Abstract

The book is readable, informative, and provocative. Since women make up nearly 50% of migrating adults and the majority of legal immigrants to the United States, the adoption of a “gendered lens to understand immigration to the United States” (p. 256) is timely and needed. Another contribution of the book is “to help correct the imbalance in scholarship and policymaking” (p. 2) on immigrant women, especially in regard to their presence and contributions. Through a mixed-method study based on data from the U.S. Census Bureau and the U.S. Citizenship and Immigration Services and information from in-depth interviews, the authors present a multifaceted and intricate portrait of “the social, cultural and employment terrains inhabited by adult foreign-born women in the United States in the early twenty-first century, with attention to the stories that these women narrate about their lives” (p. 2).
What factors and conditions fuel the decision to leave, the “contexts of exit”(p. 20)? A historical review of push factors, that is, aspirations for better life opportunities; religious, political, or ethnic persecution; gender violence and harm; natural disasters and wars; the Industrial Revolution; and European colonialism and postcolonial authoritarian regimes in Latin America, is presented. Similarly, “contexts of reception” is another historical review, but of immigration policy and its gendered treatment of immigrants and of refugee and asylum policy. The section also offers personal insights into the cultural and structural situations into which newly landed immigrant women were inserted. The authors highlight key changes to immigration policy and their impact on foreign-born women living and working in the United States. There are data-based descriptions of the settlement patterns, family structure, and employment status at the time of migration and a succinct discussion of the “effects of 9/11 xenophobia” (p. 26) and the resulting “escalating culture of securitization” (p. 90).

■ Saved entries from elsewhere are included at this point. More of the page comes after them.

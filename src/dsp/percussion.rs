//! Percussion: a one-shot linear decay added to a single partial at note-on.

use serde::{Deserialize, Serialize};

/// Soft trigger level.
pub const PERC_LEVEL_SOFT: f32 = 0.1;
/// Normal trigger level.
pub const PERC_LEVEL_NORMAL: f32 = 0.3;
/// Per-sample decay with the slow flag set.
pub const PERC_DECAY_SLOW: f32 = 0.00001;
/// Per-sample decay with the slow flag clear.
pub const PERC_DECAY_FAST: f32 = 0.0001;

/// Partial voiced when the third-harmonic flag is set (2 2/3').
pub const PERC_PARTIAL_THIRD: usize = 4;
/// Partial voiced otherwise (2').
pub const PERC_PARTIAL_FOURTH: usize = 5;

// Bit layout of the decoded mode value (raw host value minus one).
const BIT_SOFT: i32 = 0x01;
const BIT_THIRD: i32 = 0x02;
const BIT_SLOW: i32 = 0x04;

/// Decoded percussion switch settings.
#[derive(Debug, Clone, Copy, PartialEq, Eq, Default, Serialize, Deserialize)]
#[serde(rename_all = "camelCase")]
pub struct PercussionMode {
    pub enabled: bool,
    pub soft: bool,
    pub third_harmonic: bool,
    pub slow: bool,
}

impl PercussionMode {
    pub const OFF: PercussionMode = PercussionMode {
        enabled: false,
        soft: false,
        third_harmonic: false,
        slow: false,
    };

    /// Decode the host value: 0 is off, otherwise `raw - 1` carries the
    /// soft / third-harmonic / slow bits.
    pub fn from_raw(raw: u16) -> Self {
        let bits = raw as i32 - 1;
        if bits < 0 {
            return PercussionMode::OFF;
        }
        PercussionMode {
            enabled: true,
            soft: bits & BIT_SOFT != 0,
            third_harmonic: bits & BIT_THIRD != 0,
            slow: bits & BIT_SLOW != 0,
        }
    }

    pub fn to_raw(self) -> u16 {
        if !self.enabled {
            return 0;
        }
        let mut bits = 0;
        if self.soft {
            bits |= BIT_SOFT;
        }
        if self.third_harmonic {
            bits |= BIT_THIRD;
        }
        if self.slow {
            bits |= BIT_SLOW;
        }
        (bits + 1) as u16
    }

    /// Partial carrying the transient, if percussion is on.
    #[inline]
    pub fn partial(self) -> Option<usize> {
        if !self.enabled {
            None
        } else if self.third_harmonic {
            Some(PERC_PARTIAL_THIRD)
        } else {
            Some(PERC_PARTIAL_FOURTH)
        }
    }

    pub fn level(self) -> f32 {
        if self.soft { PERC_LEVEL_SOFT } else { PERC_LEVEL_NORMAL }
    }

    pub fn decay_rate(self) -> f32 {
        if self.slow { PERC_DECAY_SLOW } else { PERC_DECAY_FAST }
    }
}

/// Percussion envelope state.
///
/// Amplitude is `start - rate * elapsed` and is exactly zero from the
/// step `start / rate` onward.
#[derive(Debug, Clone, Default)]
pub struct Percussion {
    mode: PercussionMode,
    amp: f32,
    start: f32,
    elapsed: u32,
    end: u32,
}

impl Percussion {
    pub fn new(mode: PercussionMode) -> Self {
        Percussion {
            mode,
            amp: 0.0,
            start: 0.0,
            elapsed: 0,
            end: 0,
        }
    }

    pub fn mode(&self) -> PercussionMode {
        self.mode
    }

    /// Change switches. A running decay keeps its current amplitude.
    pub fn set_mode(&mut self, mode: PercussionMode) {
        self.mode = mode;
        self.restart_from(self.amp);
    }

    fn restart_from(&mut self, amp: f32) {
        self.amp = amp;
        self.start = amp;
        self.elapsed = 0;
        self.end = (amp / self.mode.decay_rate()).round() as u32;
    }

    #[inline]
    pub fn partial(&self) -> Option<usize> {
        self.mode.partial()
    }

    /// Current transient amplitude.
    pub fn amplitude(&self) -> f32 {
        self.amp
    }

    /// Restart from the trigger level; a retrigger mid-decay re-attacks.
    pub fn trigger(&mut self) {
        if self.mode.enabled {
            self.restart_from(self.mode.level());
        }
    }

    /// Contribution for one sample of the percussion partial's sine `s`,
    /// then one step of decay.
    #[inline]
    pub fn tick(&mut self, s: f32) -> f32 {
        let out = self.amp * s;
        if self.amp > 0.0 {
            self.elapsed += 1;
            self.amp = if self.elapsed >= self.end {
                0.0
            } else {
                (self.start - self.mode.decay_rate() * self.elapsed as f32).max(0.0)
            };
        }
        out
    }

    /// Silence the transient and adopt `mode`.
    pub fn reset(&mut self, mode: PercussionMode) {
        self.mode = mode;
        self.restart_from(0.0);
    }
}
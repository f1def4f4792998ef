pub mod config;
pub mod dsp;
pub mod error;
pub mod params;

pub use config::VoiceConfig;
pub use dsp::pitch::Pitch;
pub use dsp::voice::{Voice, VoiceSnapshot};
pub use error::{Error, Result};
pub use params::Parameter;

use wasm_bindgen::prelude::*;

/// The crate version, read from Cargo.toml at compile time.
pub const VERSION: &str = env!("CARGO_PKG_VERSION");

/// WASM-exposed: return the tonewheel-core version string.
#[wasm_bindgen]
pub fn core_version() -> String {
    VERSION.to_string()
}

fn js_err(e: Error) -> JsValue {
    JsValue::from_str(&format!("{e}"))
}

/// Parse a JSON config; an empty string means defaults.
fn parse_config(config_json: &str) -> Result<VoiceConfig> {
    if config_json.trim().is_empty() {
        Ok(VoiceConfig::default())
    } else {
        VoiceConfig::from_json(config_json)
    }
}

/// WASM-exposed organ voice for AudioWorklet playback.
#[wasm_bindgen]
pub struct WasmVoice {
    inner: Voice,
}

#[wasm_bindgen]
impl WasmVoice {
    #[wasm_bindgen(constructor)]
    pub fn new(config_json: &str) -> std::result::Result<WasmVoice, JsValue> {
        let config = parse_config(config_json).map_err(js_err)?;
        let inner = Voice::new(config).map_err(js_err)?;
        Ok(WasmVoice { inner })
    }

    pub fn note_on(&mut self, pitch: u16) {
        self.inner.note_on(Pitch::from_raw(pitch));
    }

    pub fn note_off(&mut self, pitch: u16) {
        self.inner.note_off(Pitch::from_raw(pitch));
    }

    /// Apply a raw host `(id, value)` parameter change.
    pub fn set_parameter(&mut self, id: u16, value: u16) -> std::result::Result<(), JsValue> {
        let param = Parameter::from_raw(id, value).map_err(|e| {
            log::warn!("ignoring parameter: {e}");
            js_err(e)
        })?;
        self.inner.set_parameter(param);
        Ok(())
    }

    /// Fill `out` with the next block at the packed pitch word.
    pub fn process(&mut self, pitch: u16, out: &mut [f32]) {
        self.inner.process_block_f32(Pitch::from_raw(pitch), out);
    }

    pub fn snapshot(&self) -> std::result::Result<JsValue, JsValue> {
        serde_wasm_bindgen::to_value(&self.inner.snapshot())
            .map_err(|e| JsValue::from_str(&format!("{e}")))
    }
}

/// WASM-exposed: render one held note to mono f32 samples.
#[wasm_bindgen]
pub fn render_note_samples(
    config_json: &str,
    pitch: u16,
    frames: usize,
) -> std::result::Result<Vec<f32>, JsValue> {
    let config = parse_config(config_json).map_err(js_err)?;
    dsp::renderer::render_note(
        &config,
        Pitch::from_raw(pitch),
        frames,
        dsp::renderer::DEFAULT_BLOCK_SIZE,
    )
    .map_err(js_err)
}

/// WASM-exposed: render one held note to a WAV byte array.
#[wasm_bindgen]
pub fn render_note_wav_bytes(
    config_json: &str,
    pitch: u16,
    frames: usize,
) -> std::result::Result<Vec<u8>, JsValue> {
    let config = parse_config(config_json).map_err(js_err)?;
    dsp::renderer::render_note_wav(
        &config,
        Pitch::from_raw(pitch),
        frames,
        dsp::renderer::DEFAULT_BLOCK_SIZE,
    )
    .map_err(js_err)
}
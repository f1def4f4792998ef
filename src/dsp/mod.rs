//! DSP — the drawbar organ voice and its building blocks.
//!
//! Everything reachable from `Voice::process_block` is allocation-free and
//! does a fixed amount of work per sample.

pub mod drawbars;
pub mod mixer;
pub mod noise;
pub mod partials;
pub mod percussion;
pub mod pitch;
pub mod renderer;
pub mod voice;
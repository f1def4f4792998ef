//! Host parameter decoding.

use serde::{Deserialize, Serialize};

use crate::error::{Error, Result};

/// Raw host parameter slots.
pub const PARAM_ID1: u16 = 0;
pub const PARAM_ID2: u16 = 1;
pub const PARAM_ID3: u16 = 2;
pub const PARAM_ID4: u16 = 3;
pub const PARAM_ID5: u16 = 4;
pub const PARAM_ID6: u16 = 5;
pub const PARAM_SHAPE: u16 = 6;
pub const PARAM_SHIFT_SHAPE: u16 = 7;

/// Full scale of the 10-bit shape knobs.
const KNOB_MAX: f32 = 1023.0;

/// A decoded parameter change.
#[derive(Debug, Clone, Copy, PartialEq, Serialize, Deserialize)]
#[serde(tag = "kind", content = "value", rename_all = "camelCase")]
pub enum Parameter {
    /// Which drawbar the shape knob edits; 9 is the A/B mix slider.
    DrawbarSelect(u16),
    /// Raw percussion mode (0 off, else bits of `value - 1`).
    Percussion(u16),
    /// Leakage amount, 0..=100.
    Dirt(u16),
    /// Shape knob, normalized to [0, 1].
    Shape(f32),
    /// Shift-shape knob; accepted but unused.
    ShiftShape(f32),
    /// A declared slot with no function.
    Spare(u16),
}

impl Parameter {
    /// Decode a host `(id, value)` pair.
    pub fn from_raw(id: u16, value: u16) -> Result<Parameter> {
        let param = match id {
            PARAM_ID1 => Parameter::DrawbarSelect(value),
            PARAM_ID2 => Parameter::Percussion(value),
            PARAM_ID3 => Parameter::Dirt(value),
            PARAM_ID4 | PARAM_ID5 | PARAM_ID6 => Parameter::Spare(id),
            PARAM_SHAPE => Parameter::Shape(knob_to_f32(value)),
            PARAM_SHIFT_SHAPE => Parameter::ShiftShape(knob_to_f32(value)),
            _ => return Err(Error::UnknownParameter(id)),
        };
        Ok(param)
    }
}

/// 10-bit knob value to [0, 1].
#[inline]
pub fn knob_to_f32(value: u16) -> f32 {
    (value.min(KNOB_MAX as u16) as f32) / KNOB_MAX
}
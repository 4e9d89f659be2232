use super::{exchange_framed, DnsTransport, Endpoint, TransportResponse};
use async_trait::async_trait;
use sluice_dns_domain::DomainError;
use std::sync::Arc;
use std::time::Duration;
use tokio::net::TcpStream;
use tracing::debug;

/// Plain DNS over TCP with the two-byte length prefix.
pub struct TcpTransport {
    endpoint: Arc<Endpoint>,
}

impl TcpTransport {
    pub fn new(endpoint: Arc<Endpoint>) -> Self {
        Self { endpoint }
    }
}

#[async_trait]
impl DnsTransport for TcpTransport {
    async fn send(
        &self,
        message_bytes: &[u8],
        timeout: Duration,
    ) -> Result<TransportResponse, DomainError> {
        let server_addr = self.endpoint.first_addr().await?;

        let mut stream = tokio::time::timeout(timeout, TcpStream::connect(server_addr))
            .await
            .map_err(|_| DomainError::Network(format!("Timeout connecting to {}", server_addr)))?
            .map_err(|e| {
                DomainError::Network(format!("Failed to connect to {}: {}", server_addr, e))
            })?;

        let bytes =
            exchange_framed(&mut stream, message_bytes, timeout, &server_addr.to_string()).await?;
        debug!(server = %server_addr, bytes_received = bytes.len(), "TCP response received");

        Ok(TransportResponse {
            bytes,
            protocol_used: "TCP",
        })
    }

    fn protocol_name(&self) -> &'static str {
        "TCP"
    }
}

The authors sought to understand how women express agency, that is, “how these women act independently within, despite, and against the structures of society” (p. 9) by “[e]xamining the intersection between the social locations of gender and nativity” (p. 236). They were rewarded with valuable personal accounts of coping and transcendence over constraints on rights and opportunities.
Life challenges multiply immeasurably when the means of entry is irregular, or “entering through the back door” (p. 77). Personal examples of resistance and activism in response to deportation are striking testaments of women’s determination to prevail. Irregular entries include falling out of status (such as visa overstays, processing delays in work authorization, the loss of a family sponsor through death [the widow’s penalty], deportation, or divorce), as well as unauthorized access through human smuggling and human trafficking. Thoughtful interpretations, reflections, recommendations, and conclusions round off an expansive and engaging inquiry into the complex and multifaceted phenomenon of immigration as experienced by women. The themes of agency, resilience, and hope resonate throughout the book.